Source data ▸
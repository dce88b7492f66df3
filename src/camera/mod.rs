//! Camera access with automatic reconnection.
//!
//! - Session state machine via [`DeviceSession`]
//! - Device seam via [`CameraDevice`] / [`DeviceOpener`], with the
//!   [`SystemOpener`] backend for real and `stub://` devices
//! - Enumeration via [`list_devices`] and [`probe_devices`]
//! - Policy via [`ReconnectPolicy`]

mod backend;
mod clock;
mod device;
#[cfg(feature = "native")]
mod native;
mod policy;
#[cfg(test)]
pub(crate) mod scripted;
mod session;
mod status;
mod synthetic;
mod types;
#[cfg(any(feature = "native", test))]
mod worker;

pub use backend::{SystemDevice, SystemOpener};
pub use clock::{Clock, ManualClock, SystemClock};
pub use device::{list_devices, probe_devices, CameraDevice, DeviceOpener, DEFAULT_PROBE_RANGE};
pub use policy::{
    calculate_backoff, AttemptBudget, Backoff, BudgetScope, PolicyError, ReconnectPolicy,
    DEFAULT_BACKOFF_MAX, DEFAULT_CONNECTION_TIMEOUT, DEFAULT_FRAME_TIMEOUT,
    DEFAULT_MAX_FAILED_FRAMES, DEFAULT_RECONNECT_DELAY,
};
pub use session::{DeviceSession, SessionError};
pub use status::{LinkState, ReadStatus, SessionStats};
pub use synthetic::{StubProfile, SyntheticDevice, SyntheticOpener};
pub use types::{CameraError, CameraInfo, DeviceId, Frame, FrameFormat, Resolution, StreamSettings};

#[cfg(feature = "native")]
pub use native::{NativeDevice, NativeOpener};
//! Device seam driven by the session, plus stateless enumeration.

use std::time::Duration;

use super::types::{CameraError, CameraInfo, DeviceId, Frame, Resolution, StreamSettings};

/// Indices scanned by [`probe_devices`] when the caller has no preference.
pub const DEFAULT_PROBE_RANGE: u32 = 10;

/// An open capture device.
///
/// Handles are owned by exactly one session and never shared.
pub trait CameraDevice {
    /// Read one frame, waiting at most `timeout`.
    ///
    /// `Ok(None)` is the ordinary "no frame this time" outcome; `Err` is
    /// reserved for unexpected faults in the device layer.
    fn read(&mut self, timeout: Duration) -> Result<Option<Frame>, CameraError>;

    /// Resolution the device actually negotiated, if known.
    fn resolution(&self) -> Option<Resolution>;

    /// Return the device to the system. Must be idempotent.
    fn release(&mut self);
}

/// Opens devices for a session.
pub trait DeviceOpener {
    type Device: CameraDevice;

    /// Open `id` with the requested stream settings, giving up after `timeout`.
    fn open(
        &mut self,
        id: &DeviceId,
        settings: &StreamSettings,
        timeout: Duration,
    ) -> Result<Self::Device, CameraError>;
}

/// List camera devices known to the operating system.
///
/// Returns an empty vector (not an error) when no cameras are present or the
/// crate was built without the native backend.
pub fn list_devices() -> Result<Vec<CameraInfo>, CameraError> {
    #[cfg(feature = "native")]
    {
        super::native::query_devices()
    }
    #[cfg(not(feature = "native"))]
    {
        Ok(Vec::new())
    }
}

/// Return the indices in `0..max_index` that open and deliver a frame.
///
/// Every probed handle is released before the next index is tried, so at most
/// one device is open at any moment.
pub fn probe_devices<O: DeviceOpener>(
    opener: &mut O,
    max_index: u32,
    settings: &StreamSettings,
    timeout: Duration,
) -> Vec<DeviceId> {
    let mut found = Vec::new();
    for index in 0..max_index {
        let id = DeviceId::Index(index);
        let mut device = match opener.open(&id, settings, timeout) {
            Ok(device) => device,
            Err(e) => {
                log::debug!("probe: camera {} unavailable: {}", id, e);
                continue;
            }
        };
        if let Ok(Some(_)) = device.read(timeout) {
            found.push(id);
        }
        device.release();
    }
    found
}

Assigned task ▸ Print the full listing, word for word.

The completed task ▸
repository dce88b7492f66df3
filename src/camera/mod.rs
//! Camera access with automatic reconnection.
//!
//! - Session state machine via [`DeviceSession`]
//! - Device seam via [`CameraDevice`] / [`DeviceOpener`], with the
//!   [`SystemOpener`] backend for real and `stub://` devices
//! - Enumeration via [`list_devices`] and [`probe_devices`]
//! - Policy via [`ReconnectPolicy`]

mod backend;
mod clock;
mod device;
#[cfg(feature = "native")]
mod native;
mod policy;
#[cfg(test)]
pub(crate) mod scripted;
mod session;
mod status;
mod synthetic;
mod types;
#[cfg(any(feature = "native", test))]
mod worker;

pub use backend::{SystemDevice, SystemOpener};
pub use clock::{Clock, ManualClock, SystemClock};
pub use device::{list_devices, probe_devices, CameraDevice, DeviceOpener, DEFAULT_PROBE_RANGE};
pub use policy::{
    calculate_backoff, AttemptBudget, Backoff, BudgetScope, PolicyError, ReconnectPolicy,
    DEFAULT_BACKOFF_MAX, DEFAULT_CONNECTION_TIMEOUT, DEFAULT_FRAME_TIMEOUT,
    DEFAULT_MAX_FAILED_FRAMES, DEFAULT_RECONNECT_DELAY,
};
pub use session::{DeviceSession, SessionError};
pub use status::{LinkState, ReadStatus, SessionStats};
pub use synthetic::{StubProfile, SyntheticDevice, SyntheticOpener};
pub use types::{CameraError, CameraInfo, DeviceId, Frame, FrameFormat, Resolution, StreamSettings};

#[cfg(feature = "native")]
pub use native::{NativeDevice, NativeOpener};
//! Device seam driven by the session, plus stateless enumeration.

use std::time::Duration;

use super::types::{CameraError, CameraInfo, DeviceId, Frame, Resolution, StreamSettings};

/// Indices scanned by [`probe_devices`] when the caller has no preference.
pub const DEFAULT_PROBE_RANGE: u32 = 10;

/// An open capture device.
///
/// Handles are owned by exactly one session and never shared.
pub trait CameraDevice {
    /// Read one frame, waiting at most `timeout`.
    ///
    /// `Ok(None)` is the ordinary "no frame this time" outcome; `Err` is
    /// reserved for unexpected faults in the device layer.
    fn read(&mut self, timeout: Duration) -> Result<Option<Frame>, CameraError>;

    /// Resolution the device actually negotiated, if known.
    fn resolution(&self) -> Option<Resolution>;

    /// Return the device to the system. Must be idempotent.
    fn release(&mut self);
}

/// Opens devices for a session.
pub trait DeviceOpener {
    type Device: CameraDevice;

    /// Open `id` with the requested stream settings, giving up after `timeout`.
    fn open(
        &mut self,
        id: &DeviceId,
        settings: &StreamSettings,
        timeout: Duration,
    ) -> Result<Self::Device, CameraError>;
}

/// List camera devices known to the operating system.
///
/// Returns an empty vector (not an error) when no cameras are present or the
/// crate was built without the native backend.
pub fn list_devices() -> Result<Vec<CameraInfo>, CameraError> {
    #[cfg(feature = "native")]
    {
        super::native::query_devices()
    }
    #[cfg(not(feature = "native"))]
    {
        Ok(Vec::new())
    }
}

/// Return the indices in `0..max_index` that open and deliver a frame.
///
/// Every probed handle is released before the next index is tried, so at most
/// one device is open at any moment.
pub fn probe_devices<O: DeviceOpener>(
    opener: &mut O,
    max_index: u32,
    settings: &StreamSettings,
    timeout: Duration,
) -> Vec<DeviceId> {
    let mut found = Vec::new();
    for index in 0..max_index {
        let id = DeviceId::Index(index);
        let mut device = match opener.open(&id, settings, timeout) {
            Ok(device) => device,
            Err(e) => {
                log::debug!("probe: camera {} unavailable: {}", id, e);
                continue;
            }
        };
        if let Ok(Some(_)) = device.read(timeout) {
            found.push(id);
        }
        device.release();
    }
    found
}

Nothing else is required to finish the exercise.